E ancora di famiglia, dei tumori ripetuti della moglie Susie, del rapporto coi figli, ricostruito dopo anni di assenza e basato in gran parte sulla musica (cfr. il progetto "di famiglia" Tweedy che ha portato a Suskierae), del momento intensissimo della morte del padre.
Si parla di musica, di songwriting, dell'idea di condivisione. Emerge qui il primo motore dei Wilco (e forse di Tweedy stesso, che ne è la forza creatrice), cioè la volontà divisiva di voler rifuggire tutte le etichette, che li ha sempre portati a sperimentare e a rinnovarsi un disco dopo l'altro, dallo scotch messo sul piano sul finale di Poor Places, all'ingresso di Nels Cline, fino (evidentemente) alla "nudità" dell'ultimo disco per dare un altro schiaffo ai fan e alle loro aspettative, passando per le copertine di Star Wars e Schmilco, create per "sgonfiare" l'immagine della band. (Tra l'altro, in un'intervista Tweedy ha raccontato che sperava che il titolo Star Wars gli costasse una querela da parte di Lucas o di chi per lui, che però non è arrivata).
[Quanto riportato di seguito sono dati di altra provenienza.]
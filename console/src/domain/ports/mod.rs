//! Ports for the hexagonal boundary.

mod macros;
pub(crate) use macros::define_port_error;

mod error_presenter;
mod http_transport;
mod navigator;
mod session_store;
mod sleeper;

#[cfg(test)]
pub use error_presenter::MockErrorPresenter;
pub use error_presenter::{ErrorNotice, ErrorPresenter, SilentErrorPresenter};
#[cfg(test)]
pub use http_transport::MockHttpTransport;
pub use http_transport::{HttpTransport, TransportError, TransportRequest, TransportResponse};
#[cfg(test)]
pub use navigator::MockNavigator;
pub use navigator::Navigator;
#[cfg(test)]
pub use session_store::MockSessionStore;
pub use session_store::{InMemorySessionStore, SessionStore, SessionStoreError};
pub use sleeper::Sleeper;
Non mancano aneddoti divertenti, come le ex compagne di scuola che gli chiesero se suonasse ancora in quel gruppetto quando lui era tornato nella sua città d'origine proprio per suonare, già con un Grammy in tasca. O come quando racconta della sua esperienza sessuale o del fatto che un litigio con l'etichetta e lo scambio illegale di musica abbiano garantito il successo di Yankee Hotel Foxtrot, permettendogli di non uscire l'11 settembre 2001. Chissà che casino, con quelle due torri in copertina...
Ma fa sorridere soprattutto quel tono dimesso e l'autoflagellazione frequente, le battute di Tweedy mirate a Tweedy.
L'immagine di Tweedy che emerge dal libro è quella dell'anti-rockstar: lontano dal jet-set, dalle donne, dal potere opprimente delle etichette (in tutti i sensi). Tweedy è un uomo qualunque, ormai maturo che è sceso a patti col dolore e che ha fatto della vulnerabilità il suo punto di forza, e lo dimostra (anche se un po' a fatica, con una certa pudicizia) anche tra le pagine di questo libro.